Computer Sciences Dept.

Understanding and Exploiting Network Traffic Redundancy

Archit Gupta, Aditya Akella, Srinivasan Seshan, Scott Shenker and Jia Wang
2007

The Internet carries a vast amount and a wide range of content. Some of this content is more popular, and accessed more frequently, than others. The popularity of content could be quite ephemeral - e.g., a Web flash crowd - or much more permanent - e.g., google.com's banner. A direct consequence of the skew in popularity is that, at any time, a fraction of the information carried over the Internet is redundant.

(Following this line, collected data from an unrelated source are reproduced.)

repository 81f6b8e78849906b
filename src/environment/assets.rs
use crate::errors::ProvisionError;
use std::fs::File;
use std::io::{self, BufReader, Read};
use std::path::{Path, PathBuf};

pub const SETUP_SCRIPT_ASSET: &str = "scripts/setup-alpine.sh";

/// Read-only access to the files bundled alongside the application
pub trait AssetReader {
    fn open(&self, name: &str) -> io::Result<Box<dyn Read + Send>>;
}

/// Assets laid out as plain files under one directory
#[derive(Debug, Clone)]
pub struct DirAssets {
    root: PathBuf,
}

impl DirAssets {
    pub fn new(root: &Path) -> Self {
        Self {
            root: root.to_path_buf(),
        }
    }
}

impl AssetReader for DirAssets {
    fn open(&self, name: &str) -> io::Result<Box<dyn Read + Send>> {
        let file = File::open(self.root.join(name))?;
        Ok(Box::new(BufReader::new(file)))
    }
}

#[derive(Debug, Clone, Copy, PartialEq, Eq)]
pub enum SandboxArch {
    Aarch64,
    Arm,
}

impl SandboxArch {
    /// Match the host's instruction set name against what we ship binaries for
    pub fn detect(isa: &str) -> Result<Self, ProvisionError> {
        let isa_lower = isa.to_lowercase();
        if isa_lower.contains("arm64") || isa_lower.contains("aarch64") {
            Ok(SandboxArch::Aarch64)
        } else if isa_lower.contains("arm") {
            Ok(SandboxArch::Arm)
        } else {
            Err(ProvisionError::UnsupportedArch(isa.to_string()))
        }
    }

    pub fn binary_asset(&self) -> &'static str {
        match self {
            SandboxArch::Aarch64 => "bin/proot-aarch64",
            SandboxArch::Arm => "bin/proot-arm",
        }
    }
}


#[cfg(test)]
mod tests {
    use super::*;
    use crate::util::test_dir;

    #[test]
    fn test_detect_arch() {
        assert_eq!(SandboxArch::detect("arm64-v8a").unwrap(), SandboxArch::Aarch64);
        assert_eq!(SandboxArch::detect("aarch64").unwrap(), SandboxArch::Aarch64);
        assert_eq!(SandboxArch::detect("armeabi-v7a").unwrap(), SandboxArch::Arm);
        assert_eq!(SandboxArch::detect("arm").unwrap(), SandboxArch::Arm);
        assert!(matches!(
            SandboxArch::detect("x86_64"),
            Err(ProvisionError::UnsupportedArch(_))
        ));
    }

    #[test]
    fn test_dir_assets() {
        let root = test_dir("assets");
        std::fs::create_dir_all(root.join("scripts")).unwrap();
        std::fs::write(root.join(SETUP_SCRIPT_ASSET), "echo hi\n").unwrap();

        let assets = DirAssets::new(&root);
        let mut contents = String::new();
        assets
            .open(SETUP_SCRIPT_ASSET)
            .unwrap()
            .read_to_string(&mut contents)
            .unwrap();
        assert_eq!(contents, "echo hi\n");
        assert!(assets.open("bin/proot-aarch64").is_err());
    }
}
//! Builds small tar archives in memory for tests

use flate2::{Compression, write::GzEncoder};
use std::io::Write;

#[derive(Default)]
pub struct TarBuilder {
    data: Vec<u8>,
}

impl TarBuilder {
    pub fn new() -> Self {
        Self::default()
    }

    pub fn dir(self, name: &str) -> Self {
        self.entry(name, "", b'5', 0o755, &[], "")
    }

    pub fn file(self, name: &str, contents: &[u8]) -> Self {
        self.entry(name, "", b'0', 0o644, contents, "")
    }

    pub fn file_with_mode(self, name: &str, mode: u32, contents: &[u8]) -> Self {
        self.entry(name, "", b'0', mode, contents, "")
    }

    pub fn symlink(self, name: &str, target: &str) -> Self {
        self.entry(name, "", b'2', 0o777, &[], target)
    }

    pub fn hardlink(self, name: &str, target: &str) -> Self {
        self.entry(name, "", b'1', 0o644, &[], target)
    }

    pub fn prefixed(self, prefix: &str, name: &str, contents: &[u8]) -> Self {
        self.entry(name, prefix, b'0', 0o644, contents, "")
    }

    pub fn long_file(self, name: &str, contents: &[u8]) -> Self {
        let mut long = name.as_bytes().to_vec();
        long.push(0);
        self.entry("././@LongLink", "", b'L', 0o644, &long, "")
            .entry(&name[..99], "", b'0', 0o644, contents, "")
    }

    /// Archive bytes without the end-of-archive marker
    pub fn into_raw(self) -> Vec<u8> {
        self.data
    }

    pub fn finish(mut self) -> Vec<u8> {
        self.data.extend_from_slice(&[0u8; 1024]);
        self.data
    }

    pub fn finish_gz(self) -> Vec<u8> {
        let mut encoder = GzEncoder::new(Vec::new(), Compression::fast());
        encoder
            .write_all(&self.finish())
            .expect("gzip into memory");
        encoder.finish().expect("gzip into memory")
    }

    fn entry(
        mut self,
        name: &str,
        prefix: &str,
        typeflag: u8,
        mode: u32,
        contents: &[u8],
        link: &str,
    ) -> Self {
        let mut header = [0u8; 512];
        put(&mut header[0..100], name.as_bytes());
        put(&mut header[100..108], format!("{:07o}\0", mode).as_bytes());
        put(&mut header[108..116], b"0000000\0");
        put(&mut header[116..124], b"0000000\0");
        put(
            &mut header[124..136],
            format!("{:011o}\0", contents.len()).as_bytes(),
        );
        put(&mut header[136..148], b"00000000000\0");
        header[156] = typeflag;
        put(&mut header[157..257], link.as_bytes());
        put(&mut header[257..263], b"ustar\0");
        put(&mut header[263..265], b"00");
        put(&mut header[345..500], prefix.as_bytes());

        header[148..156].copy_from_slice(b"        ");
        let checksum: u32 = header.iter().map(|b| *b as u32).sum();
        put(&mut header[148..156], format!("{:06o}\0 ", checksum).as_bytes());

        self.data.extend_from_slice(&header);
        self.data.extend_from_slice(contents);
        let padding = (512 - contents.len() % 512) % 512;
        self.data.extend(std::iter::repeat_n(0u8, padding));
        self
    }
}

fn put(field: &mut [u8], value: &[u8]) {
    let len = value.len().min(field.len());
    field[..len].copy_from_slice(&value[..len]);
}
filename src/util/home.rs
use anyhow::{Result, anyhow};
use nix::unistd::{User, getuid};
use std::path::{Path, PathBuf};

/**
 * Figure out the home directory of whoever is running us. `$HOME` wins when
 * it is set to something absolute, otherwise we ask the password database.
 */
pub fn resolve_home() -> Result<PathBuf> {
    if let Ok(home) = std::env::var("HOME") {
        let home_path = Path::new(&home);
        if home_path.is_absolute() {
            return Ok(home_path.to_path_buf());
        }
    }

    let uid = getuid();
    match User::from_uid(uid)? {
        Some(user) if user.dir.is_absolute() => Ok(user.dir),
        Some(user) => Err(anyhow!(
            "Home directory is not absolute: {:?}",
            user.dir
        )),
        None => Err(anyhow!("No passwd entry for uid {}", uid)),
    }
}

#[cfg(test)]
mod tests {
    use super::*;

    #[test]
    fn test_resolve_home_is_absolute() {
        let home = resolve_home().unwrap();
        assert!(home.is_absolute());
    }
}
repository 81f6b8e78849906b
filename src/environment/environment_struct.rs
use super::{EnvSettings, RootLayout, SetupRecord};
use anyhow::Result;

/// A provisioned (or not yet provisioned) Linux userland on this host
#[derive(Debug, Clone)]
pub struct LinuxEnvironment {
    pub layout: RootLayout,
    pub settings: EnvSettings,
}

impl LinuxEnvironment {
    pub fn new(settings: EnvSettings) -> Self {
        Self {
            layout: RootLayout::new(&settings.data_dir.join("linux")),
            settings,
        }
    }

    /* Existence only. A marker next to corrupted files still counts. */
    pub fn is_setup_complete(&self) -> bool {
        self.layout.setup_marker.exists()
            && self.layout.rootfs.exists()
            && self.layout.sandbox_binary.exists()
            && self.layout.launcher_script.exists()
    }

    /// What the completion marker says about the last successful setup
    pub fn setup_record(&self) -> Result<Option<SetupRecord>> {
        if !self.layout.setup_marker.exists() {
            return Ok(None);
        }
        SetupRecord::load_from_file(&self.layout.setup_marker)
    }
}
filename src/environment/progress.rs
//! Progress updates for a running setup

use super::provision::SetupSummary;
use crate::errors::ProvisionError;
use crate::util::CancelToken;
use log::debug;
use std::sync::mpsc;
use std::thread::JoinHandle;
use std::time::Duration;

/// Channel for receiving progress information from a setup run
///
/// This is a stream of updates, culminating in exactly one
/// [SetupProgress::Done]. Created by
/// [crate::environment::LinuxEnvironment::setup()].
pub struct Setup {
    pub(crate) receiver: mpsc::Receiver<SetupProgress>,
    pub(crate) cancel: CancelToken,
    pub(crate) worker: Option<JoinHandle<()>>,
}

impl Setup {
    /// Wait for setup to finish, discarding intermediate updates
    pub fn wait(self) -> Result<SetupSummary, ProvisionError> {
        let mut setup = self;
        loop {
            match setup.progress() {
                SetupProgress::Update(_) => (),
                SetupProgress::Done(result) => return result,
            }
        }
    }

    /// Block until setup makes some progress
    pub fn progress(&mut self) -> SetupProgress {
        let received = self.receiver.recv().map_err(|_| ());
        self.received(received)
    }

    /// Like [Setup::progress()], but gives up after `timeout`
    pub fn progress_timeout(&mut self, timeout: Duration) -> Option<SetupProgress> {
        match self.receiver.recv_timeout(timeout) {
            Err(mpsc::RecvTimeoutError::Timeout) => None,
            Ok(progress) => Some(self.received(Ok(progress))),
            Err(mpsc::RecvTimeoutError::Disconnected) => {
                Some(self.received(Err(())))
            }
        }
    }

    fn received(&mut self, received: Result<SetupProgress, ()>) -> SetupProgress {
        match received {
            Ok(SetupProgress::Done(result)) => {
                if let Some(worker) = self.worker.take() {
                    let _ = worker.join();
                }
                SetupProgress::Done(result)
            }
            Ok(update) => update,
            Err(()) => SetupProgress::Done(Err(ProvisionError::TaskTerminated)),
        }
    }

    /// Ask the setup thread to stop at its next checkpoint
    pub fn cancel(&self) {
        debug!("Setup cancellation requested");
        self.cancel.cancel();
    }
}

#[derive(Debug)]
pub enum SetupProgress {
    Update(ProgressUpdate),
    Done(Result<SetupSummary, ProvisionError>),
}

#[derive(Clone, Debug, PartialEq, Eq)]
pub struct ProgressUpdate {
    pub message: String,
    pub percent: u8,
}

/* Worker side of the channel. The receiver may go away at any point, in
 * which case updates are dropped and the run carries on. */
pub(crate) struct ProgressReporter {
    sender: mpsc::Sender<SetupProgress>,
    cancel: CancelToken,
    percent: u8,
}

impl ProgressReporter {
    pub fn new(sender: mpsc::Sender<SetupProgress>, cancel: CancelToken) -> Self {
        Self {
            sender,
            cancel,
            percent: 0,
        }
    }

    /// Percent never goes backwards within one run
    pub fn report<S: Into<String>>(&mut self, message: S, percent: u8) {
        self.percent = self.percent.max(percent.min(100));
        let update = ProgressUpdate {
            message: message.into(),
            percent: self.percent,
        };
        debug!("Setup progress {}%: {}", update.percent, update.message);
        let _ = self.sender.send(SetupProgress::Update(update));
    }

    pub fn check_cancelled(&self) -> Result<(), ProvisionError> {
        if self.cancel.is_cancelled() {
            Err(ProvisionError::Cancelled)
        } else {
            Ok(())
        }
    }

    pub fn cancel_token(&self) -> &CancelToken {
        &self.cancel
    }

    pub fn finish(self, result: Result<SetupSummary, ProvisionError>) {
        let _ = self.sender.send(SetupProgress::Done(result));
    }
}
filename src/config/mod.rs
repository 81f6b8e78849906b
pub mod cli;
pub mod impls;
pub mod resolve;
pub mod structs;

pub use impls::CONFIG_KEYS;
pub use resolve::resolve_config;
pub use structs::*;
use super::LinuxEnvironment;
use std::collections::BTreeMap;
use std::path::Path;

/// Loader overrides from the host that break proot when inherited
const SCRUBBED_VARS: [&str; 2] = ["LD_PRELOAD", "LD_LIBRARY_PATH"];

/// Sandbox flags that take no value
const STANDALONE_FLAGS: [&str; 3] = ["--link2symlink", "-0", "-l"];

const GUEST_PATH: &str =
    "/usr/local/sbin:/usr/local/bin:/usr/sbin:/usr/bin:/sbin:/bin";

/// argv and environment for starting a session
#[derive(Debug, Clone, PartialEq, Eq)]
pub struct LaunchSpec {
    pub argv: Vec<String>,
    pub env: BTreeMap<String, String>,
}

impl LinuxEnvironment {
    /// Arguments for the sandbox binary, not including the binary itself
    fn sandbox_args(&self) -> Vec<String> {
        let host_storage = self.settings.host_storage.display();
        vec![
            "--link2symlink".into(),
            "-0".into(),
            "-r".into(),
            path_str(&self.layout.rootfs),
            "-b".into(),
            "/dev".into(),
            "-b".into(),
            "/proc".into(),
            "-b".into(),
            "/sys".into(),
            "-b".into(),
            format!("{}:{}", host_storage, host_storage),
            "-b".into(),
            format!("{}:/android", self.settings.data_dir.display()),
            "-w".into(),
            "/root".into(),
            "/bin/sh".into(),
            "-l".into(),
        ]
    }

    /**
     * The sandbox invocation as a plain argv, for callers that can scrub the
     * environment themselves. Runs the same thing as the launcher script.
     */
    pub fn direct_command(&self) -> Vec<String> {
        let mut argv = vec![path_str(&self.layout.sandbox_binary)];
        argv.extend(self.sandbox_args());
        argv
    }

    /// What to run when there is no environment to enter
    pub fn shell_command(&self) -> Vec<String> {
        vec![path_str(&self.settings.host_shell)]
    }

    pub fn environment(&self) -> BTreeMap<String, String> {
        [
            ("HOME", "/root".to_string()),
            ("USER", "root".to_string()),
            ("TERM", "xterm-256color".to_string()),
            ("LANG", "C.UTF-8".to_string()),
            ("PATH", GUEST_PATH.to_string()),
            ("PROOT_TMP_DIR", path_str(&self.layout.tmp_dir)),
            ("PROOT_NO_SECCOMP", "1".to_string()),
        ]
        .into_iter()
        .map(|(k, v)| (k.to_string(), v))
        .collect()
    }

    /// Always goes through the launcher, never the sandbox binary directly
    pub fn launcher_spec(&self) -> LaunchSpec {
        LaunchSpec {
            argv: vec![path_str(&self.layout.launcher_script)],
            env: self.environment(),
        }
    }

    /// The launcher when setup is complete, the host shell otherwise
    pub fn launch_spec(&self) -> LaunchSpec {
        if self.is_setup_complete() {
            self.launcher_spec()
        } else {
            LaunchSpec {
                argv: self.shell_command(),
                env: self.environment(),
            }
        }
    }

    pub fn launcher_script(&self) -> String {
        let mut script = format!("#!{}\n", self.settings.host_shell.display());
        script.push_str("# prootenv launcher, generated during setup\n\n");

        for var in SCRUBBED_VARS {
            script.push_str(&format!("unset {}\n", var));
        }
        script.push('\n');

        script.push_str(&format!(
            "export PROOT_L2S_DIR={}\n",
            quote(&path_str(&self.layout.l2s_dir))
        ));
        script.push_str(&format!(
            "export PROOT_TMP_DIR={}\n",
            quote(&path_str(&self.layout.tmp_dir))
        ));
        script.push_str("export PROOT_NO_SECCOMP=1\n\n");

        script.push_str(&format!(
            "exec {}",
            quote(&path_str(&self.layout.sandbox_binary))
        ));
        let args = self.sandbox_args();
        let mut args = args.iter().peekable();
        while let Some(arg) = args.next() {
            script.push_str(" \\\n    ");
            script.push_str(&quote(arg));
            /* keep flags on the same line as their value */
            if arg.starts_with('-') && !STANDALONE_FLAGS.contains(&arg.as_str())
            {
                if let Some(value) = args.next() {
                    script.push(' ');
                    script.push_str(&quote(value));
                }
            }
        }
        script.push('\n');
        script
    }
}

fn path_str(path: &Path) -> String {
    path.to_string_lossy().into_owned()
}

/* Double quote anything a shell might otherwise split or expand */
fn quote(arg: &str) -> String {
    let plain = arg
        .chars()
        .all(|c| c.is_ascii_alphanumeric() || "/-_.:=,+@".contains(c));
    if plain && !arg.is_empty() {
        return arg.to_string();
    }
    let mut quoted = String::with_capacity(arg.len() + 2);
    quoted.push('"');
    for c in arg.chars() {
        if matches!(c, '"' | '\\' | '$' | '`') {
            quoted.push('\\');
        }
        quoted.push(c);
    }
    quoted.push('"');
    quoted
}
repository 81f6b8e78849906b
use crate::environment::LinuxEnvironment;
use crate::outln;
use crate::util::set_json_output;
use anyhow::Result;
use log::debug;
use serde_json::Value;

pub fn validate(env: &LinuxEnvironment) -> Result<()> {
    debug!("Validating {}", env.layout.base.display());
    match env.validate() {
        Ok(()) => {
            set_json_output("valid", Value::Bool(true));
            outln!("ok");
            Ok(())
        }
        Err(e) => {
            set_json_output("valid", Value::Bool(false));
            Err(e.into())
        }
    }
}
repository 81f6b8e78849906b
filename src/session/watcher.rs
use super::{SandboxSession, SessionEvent, SessionState};
use log::{debug, trace, warn};
use nix::errno::Errno;
use nix::sys::wait::{WaitStatus, waitpid};
use nix::unistd::Pid;
use std::io;
use std::sync::mpsc;
use std::thread::JoinHandle;
use std::time::Duration;

/* Blocks in waitpid on exactly one child. This is the only place the
 * child's termination is observed. */
pub(super) fn spawn_watcher(
    pid: Pid,
    sender: mpsc::Sender<SessionEvent>,
) -> io::Result<JoinHandle<()>> {
    std::thread::Builder::new()
        .name(format!("session-watcher-{}", pid))
        .spawn(move || {
            let code = wait_for_exit_code(pid);
            debug!("Sandboxed process {} exited with {}", pid, code);
            let _ = sender.send(SessionEvent::Exited(code));
        })
}

fn wait_for_exit_code(pid: Pid) -> i32 {
    loop {
        match waitpid(pid, None) {
            Ok(WaitStatus::Exited(_, code)) => return code,
            Ok(WaitStatus::Signaled(_, signal, _)) => {
                return 128 + signal as i32;
            }
            Ok(status) => {
                trace!("Ignoring wait status {:?}", status);
                continue;
            }
            Err(Errno::EINTR) => continue,
            Err(e) => {
                warn!("waitpid on {} failed: {}", pid, e);
                return -1;
            }
        }
    }
}

impl SandboxSession {
    /// Apply an event from the watcher. Only a running session can exit.
    pub fn handle_event(&mut self, event: SessionEvent) {
        match (self.state, event) {
            (SessionState::Running, SessionEvent::Exited(code)) => {
                self.state = SessionState::Exited(code);
                if let Some(watcher) = self.watcher.take() {
                    let _ = watcher.join();
                }
            }
            (state, event) => {
                trace!("Ignoring {:?} while {:?}", event, state);
            }
        }
    }

    /// Wait up to `timeout` for the next event and apply it
    pub fn poll_event(&mut self, timeout: Duration) -> Option<SessionEvent> {
        let event = self.events.as_ref()?.recv_timeout(timeout).ok()?;
        self.handle_event(event);
        Some(event)
    }

    /// Block until the sandboxed process exits and return its exit code
    #[cfg(test)]
    pub fn wait(&mut self) -> Option<i32> {
        if let Some(code) = self.exit_code() {
            return Some(code);
        }
        let event = self.events.as_ref()?.recv().ok()?;
        self.handle_event(event);
        self.exit_code()
    }
}
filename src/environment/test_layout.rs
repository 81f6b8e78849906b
//! Hand-built environments for tests

use crate::environment::{EnvSettings, LinuxEnvironment};
use crate::util::test_dir;
use std::os::unix::fs::PermissionsExt;
use std::path::{Path, PathBuf};

pub fn write_mode(path: &Path, contents: &str, mode: u32) {
    if let Some(parent) = path.parent() {
        std::fs::create_dir_all(parent).unwrap();
    }
    std::fs::write(path, contents).unwrap();
    std::fs::set_permissions(path, std::fs::Permissions::from_mode(mode))
        .unwrap();
}

/// A hand-built environment that passes validation, with a launcher
/// that runs `launcher_body` instead of proot
pub fn stub_environment(prefix: &str, launcher_body: &str) -> LinuxEnvironment {
    let data_dir = test_dir(prefix);
    let env = LinuxEnvironment::new(EnvSettings {
        image_url: "file:///dev/null".into(),
        image_sha256: None,
        arch: "aarch64".into(),
        host_storage: PathBuf::from("/sdcard"),
        host_shell: PathBuf::from("/bin/sh"),
        data_dir,
    });
    let layout = &env.layout;
    write_mode(&layout.sandbox_binary, "proot", 0o755);
    write_mode(
        &layout.launcher_script,
        &format!("#!/bin/sh\n{}\n", launcher_body),
        0o755,
    );
    write_mode(&layout.rootfs.join("bin/sh"), "sh", 0o755);
    std::fs::write(&layout.setup_marker, "").unwrap();
    env
}
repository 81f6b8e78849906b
use crate::errors::SessionError;
use log::trace;
use nix::fcntl::{FcntlArg, FdFlag, fcntl};
use nix::pty::{Winsize, openpty};
use std::fs::File;
use std::io;
use std::os::fd::{AsRawFd, OwnedFd};
use std::process::Stdio;

/**
 * A pseudo-terminal pair. The master side stays with us for reading and
 * writing, the slave side is handed to one child process as its controlling
 * terminal and then released.
 */
pub struct Terminal {
    master: Option<File>,
    slave: Option<OwnedFd>,
}

impl Terminal {
    pub fn open(cols: u16, rows: u16) -> Result<Self, SessionError> {
        let size = winsize(cols, rows);
        let pty = openpty(Some(&size), None).map_err(SessionError::Pty)?;
        for fd in [pty.master.as_raw_fd(), pty.slave.as_raw_fd()] {
            fcntl(fd, FcntlArg::F_SETFD(FdFlag::FD_CLOEXEC))
                .map_err(SessionError::Pty)?;
        }
        trace!(
            "Opened pty master={} slave={} ({}x{})",
            pty.master.as_raw_fd(),
            pty.slave.as_raw_fd(),
            cols,
            rows
        );
        Ok(Self {
            master: Some(File::from(pty.master)),
            slave: Some(pty.slave),
        })
    }

    fn master(&self) -> io::Result<&File> {
        self.master.as_ref().ok_or_else(|| {
            io::Error::new(io::ErrorKind::NotConnected, "terminal is closed")
        })
    }

    /// A handle for reading what the child writes
    pub fn reader(&self) -> io::Result<File> {
        self.master()?.try_clone()
    }

    /// A handle for sending input to the child
    pub fn writer(&self) -> io::Result<File> {
        self.master()?.try_clone()
    }

    pub fn resize(&self, cols: u16, rows: u16) -> Result<(), SessionError> {
        let size = winsize(cols, rows);
        let fd = self.master()?.as_raw_fd();
        let rc = unsafe { libc::ioctl(fd, libc::TIOCSWINSZ as _, &size) };
        if rc != 0 {
            return Err(SessionError::Io(io::Error::last_os_error()));
        }
        trace!("Resized pty to {}x{}", cols, rows);
        Ok(())
    }

    pub fn size(&self) -> Result<(u16, u16), SessionError> {
        let mut size = winsize(0, 0);
        let fd = self.master()?.as_raw_fd();
        let rc = unsafe { libc::ioctl(fd, libc::TIOCGWINSZ as _, &mut size) };
        if rc != 0 {
            return Err(SessionError::Io(io::Error::last_os_error()));
        }
        Ok((size.ws_col, size.ws_row))
    }

    /// stdin, stdout and stderr for a child, all on the slave side
    pub(crate) fn slave_stdio(&self) -> io::Result<[Stdio; 3]> {
        let slave = self.slave.as_ref().ok_or_else(|| {
            io::Error::new(io::ErrorKind::NotConnected, "pty slave released")
        })?;
        Ok([
            Stdio::from(slave.try_clone()?),
            Stdio::from(slave.try_clone()?),
            Stdio::from(slave.try_clone()?),
        ])
    }

    /* Once the child has its own copies we must let go of ours, otherwise
     * reads on the master never see the child hang up. */
    pub(crate) fn release_slave(&mut self) {
        if self.slave.take().is_some() {
            trace!("Released pty slave");
        }
    }

    pub fn close(&mut self) {
        self.release_slave();
        if self.master.take().is_some() {
            trace!("Closed pty master");
        }
    }

    pub fn is_open(&self) -> bool {
        self.master.is_some()
    }
}

fn winsize(cols: u16, rows: u16) -> Winsize {
    Winsize {
        ws_row: rows,
        ws_col: cols,
        ws_xpixel: 0,
        ws_ypixel: 0,
    }
}

#[cfg(test)]
mod tests {
    use super::*;

    #[test]
    fn test_resize() {
        let terminal = Terminal::open(80, 24).unwrap();
        assert_eq!(terminal.size().unwrap(), (80, 24));
        terminal.resize(132, 43).unwrap();
        assert_eq!(terminal.size().unwrap(), (132, 43));
    }

    #[test]
    fn test_closed_terminal() {
        let mut terminal = Terminal::open(80, 24).unwrap();
        assert!(terminal.is_open());
        terminal.close();
        assert!(!terminal.is_open());
        assert!(terminal.reader().is_err());
        assert!(terminal.slave_stdio().is_err());
        assert!(terminal.resize(10, 10).is_err());
    }
}
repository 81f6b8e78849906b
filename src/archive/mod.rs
mod extract;
mod tar_reader;
#[cfg(test)]
pub(crate) mod test_archive;

pub use extract::*;
pub use tar_reader::*;

use flate2::read::GzDecoder;
use std::fs::File;
use std::io::{self, BufReader};
use std::path::Path;

pub type GzTarReader = TarReader<GzDecoder<BufReader<File>>>;

/// Open a gzip compressed tar archive for streaming
pub fn open_tar_gz(path: &Path) -> io::Result<GzTarReader> {
    let file = File::open(path)?;
    Ok(TarReader::new(GzDecoder::new(BufReader::new(file))))
}
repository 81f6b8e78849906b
use super::impls::deserialize_level_filter;
use serde::Deserialize;
use std::{collections::HashMap, path::PathBuf};

pub const DEFAULT_IMAGE_URL: &str = "https://dl-cdn.alpinelinux.org/alpine/v3.20/releases/aarch64/alpine-minirootfs-3.20.3-aarch64.tar.gz";

pub const DEFAULT_HOST_STORAGE: &str = "/sdcard";

#[derive(Deserialize, Default, Clone, Debug)]
#[serde(deny_unknown_fields)]
pub struct PartialConfig {
    #[serde(deserialize_with = "deserialize_level_filter", default)]
    pub log_level: Option<log::LevelFilter>,
    pub data_dir: Option<String>,
    pub image_url: Option<String>,
    pub image_sha256: Option<String>,
    pub arch: Option<String>,
    pub assets_dir: Option<String>,
    pub host_storage: Option<String>,
    pub log_file: Option<String>,
}

#[derive(Clone, Debug)]
pub struct Config {
    pub log_level: log::LevelFilter,
    pub data_dir: PathBuf,
    pub image_url: String,
    pub image_sha256: Option<String>,
    pub arch: String,
    pub assets_dir: PathBuf,
    pub host_storage: PathBuf,
    pub log_file: Option<PathBuf>,
    pub sources: HashMap<String, String>,
}
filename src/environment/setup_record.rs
use anyhow::{Context, Result};
use serde::{Deserialize, Serialize};
use std::io::Write;
use std::path::Path;

/// Contents of the completion marker. Informational only, presence of the
/// file is what counts.
#[derive(Debug, Clone, PartialEq, Eq, Serialize, Deserialize)]
pub struct SetupRecord {
    pub version: String,
    pub image_url: String,
    pub image_sha256: String,
    pub completed_at: String,
}

impl SetupRecord {
    pub fn new(image_url: &str, image_sha256: &str) -> Self {
        Self {
            version: env!("CARGO_PKG_VERSION").to_string(),
            image_url: image_url.to_string(),
            image_sha256: image_sha256.to_string(),
            completed_at: chrono::Local::now().to_rfc3339(),
        }
    }

    /// Write to a temporary sibling then rename over `path`
    pub fn save_atomic(&self, path: &Path) -> Result<()> {
        let record_json = serde_json::to_string_pretty(self)
            .context("Failed to serialize setup record")?;
        let tmp_path = path.with_file_name(format!(
            ".setup_complete-{}.tmp",
            uuid::Uuid::new_v4().simple()
        ));

        let mut file = std::fs::File::create(&tmp_path).context(format!(
            "Failed to create {}",
            tmp_path.display()
        ))?;
        file.write_all(record_json.as_bytes())
            .and_then(|_| file.sync_all())
            .context(format!("Failed to write {}", tmp_path.display()))?;
        drop(file);

        std::fs::rename(&tmp_path, path).context(format!(
            "Failed to move setup record into place at {}",
            path.display()
        ))?;
        Ok(())
    }

    /// Older markers may be empty, those load as `None`
    pub fn load_from_file(path: &Path) -> Result<Option<Self>> {
        let record_json = std::fs::read_to_string(path)
            .context(format!("Failed to read {}", path.display()))?;
        if record_json.trim().is_empty() {
            return Ok(None);
        }
        let record = serde_json::from_str(&record_json)
            .context(format!("Failed to parse {}", path.display()))?;
        Ok(Some(record))
    }
}
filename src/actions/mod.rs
mod config;
mod launcher;
mod setup;
mod shell;
mod status;
mod validate;

pub use config::*;
pub use launcher::*;
pub use setup::*;
pub use shell::*;
pub use status::*;
pub use validate::*;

We make two contributions in this paper. First, we study the fundamental properties of the redundancy in the information carried over the Internet, with a focus on network edges. We collect traffic traces at two network edge locations -- a large university's access link serving roughly 50,000 users, and a tier-1 ISP network link connected to a large data center. We conduct several analyses over this data: What fraction of bytes are redundant? What is the frequency at which strings of bytes repeat across different packets? What is the overlap in the information accessed by distinct groups of end-users?

Second, we leverage our measurement observations in the design of a family mechanisms for eliminating redundancy in network traffic and improving the overall network performance. The mechanisms we proposed can improve the available capacity of single network links as well as balance load across multiple network links.